You describe a budget procedure so simplistic and tortured that it has the charm of a mathematical formula, with the naivete of the 1960's hippie mindset. :) Before you ask, "why not?", please show me any Gov agency, small business, large business or mega business that operates that way.

It certainly could stand as its own thread but has very little to do with the App contest or any Fed/State Gov overseen STEM competitions.
 

Thread Starter

Raymond Genovese

Joined Mar 5, 2016
1,658
There will be 535 winners...one for each senator and representative. So, if only one submits from a Congressional district .... We have a winner.
It sounds like that is what they had in mind, but they could not get the contest going in every congressional district in 2017! Look at the map and the TBD status and the plea to write your congressman... and that is for 2017. What's more, this (the challenge) was started in 2014.

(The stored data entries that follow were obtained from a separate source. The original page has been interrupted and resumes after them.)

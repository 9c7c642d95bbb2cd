//! Application directory helpers anchored to a single `.taksir` folder.
//!
//! Logs live under the OS config directory (e.g., `%APPDATA%` on Windows),
//! with a `TAKSIR_CONFIG_HOME` override for tests or portable setups. Model
//! artifacts are read from `TAKSIR_MODELS_DIR`, a `models` folder next to the
//! executable, or `./models`, in that order.

use std::{
    path::{Path, PathBuf},
    sync::{LazyLock, Mutex},
};

use directories::BaseDirs;
use thiserror::Error;

/// Name of the application directory that lives under the OS config root.
pub const APP_DIR_NAME: &str = ".taksir";
/// Environment variable overriding the config root.
pub const CONFIG_HOME_ENV: &str = "TAKSIR_CONFIG_HOME";
/// Environment variable overriding the models directory.
pub const MODELS_DIR_ENV: &str = "TAKSIR_MODELS_DIR";
const MODELS_DIR_NAME: &str = "models";

static CONFIG_BASE_OVERRIDE: LazyLock<Mutex<Option<PathBuf>>> = LazyLock::new(|| Mutex::new(None));

/// Errors that can occur while resolving or preparing application directories.
#[derive(Debug, Error)]
pub enum AppDirError {
    /// No suitable base config directory could be resolved.
    #[error("No suitable base config directory available for application files")]
    NoBaseDir,
    /// Failed to create the application directory.
    #[error("Failed to create application directory at {path}: {source}")]
    CreateDir {
        path: PathBuf,
        source: std::io::Error,
    },
}

/// Return the root `.taksir` directory, creating it if needed.
pub fn app_root_dir() -> Result<PathBuf, AppDirError> {
    let base = config_base_dir().ok_or(AppDirError::NoBaseDir)?;
    let path = base.join(APP_DIR_NAME);
    std::fs::create_dir_all(&path).map_err(|source| AppDirError::CreateDir {
        path: path.clone(),
        source,
    })?;
    Ok(path)
}

/// Return the logs directory inside the `.taksir` root, creating it if needed.
pub fn logs_dir() -> Result<PathBuf, AppDirError> {
    let path = app_root_dir()?.join("logs");
    std::fs::create_dir_all(&path).map_err(|source| AppDirError::CreateDir {
        path: path.clone(),
        source,
    })?;
    Ok(path)
}

/// Directory holding the model artifacts. Never created; loading reports what is missing.
pub fn models_dir() -> PathBuf {
    if let Some(path) = env_path(MODELS_DIR_ENV) {
        return path;
    }
    let bundled = std::env::current_exe()
        .ok()
        .and_then(|exe| exe.parent().map(|dir| dir.join(MODELS_DIR_NAME)));
    resolve_models_dir(bundled.as_deref())
}

fn resolve_models_dir(bundled: Option<&Path>) -> PathBuf {
    match bundled {
        Some(dir) if dir.is_dir() => dir.to_path_buf(),
        _ => PathBuf::from(MODELS_DIR_NAME),
    }
}

fn env_path(key: &str) -> Option<PathBuf> {
    std::env::var_os(key)
        .filter(|value| !value.is_empty())
        .map(PathBuf::from)
}

fn config_base_dir() -> Option<PathBuf> {
    if let Some(path) = CONFIG_BASE_OVERRIDE
        .lock()
        .ok()
        .and_then(|guard| guard.clone())
    {
        return Some(path);
    }
    if let Some(path) = env_path(CONFIG_HOME_ENV) {
        return Some(path);
    }
    BaseDirs::new().map(|dirs| dirs.config_dir().to_path_buf())
}

#[cfg(test)]
fn set_config_base_override(path: PathBuf) {
    let mut guard = CONFIG_BASE_OVERRIDE
        .lock()
        .expect("config base override mutex poisoned");
    *guard = Some(path);
}

#[cfg(test)]
fn clear_config_base_override() {
    let mut guard = CONFIG_BASE_OVERRIDE
        .lock()
        .expect("config base override mutex poisoned");
    *guard = None;
}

The major sponsor, based on logo size, is.........(drum role) Amazon Web Services. Not to mix threads, but maybe they are prepping their Whole Foods Customers of the future :).
 

WBahn

Joined Mar 31, 2012
26,398
You describe a budget procedure so simplistic and tortured that it has the charm of a mathematical formula, with the naivete of the 1960's hippie mindset. :) Before you ask, "why not?", please show me any Gov agency, small business, large business or mega business that operates that way.

It certainly could stand as its own thread but has very little to do with the App contest or any Fed/State Gov overseen STEM competitions.
I don't know that it can be any more tortured than existing government budget making processes, but you are definitely correct that it is off-topic for this thread. Apologies.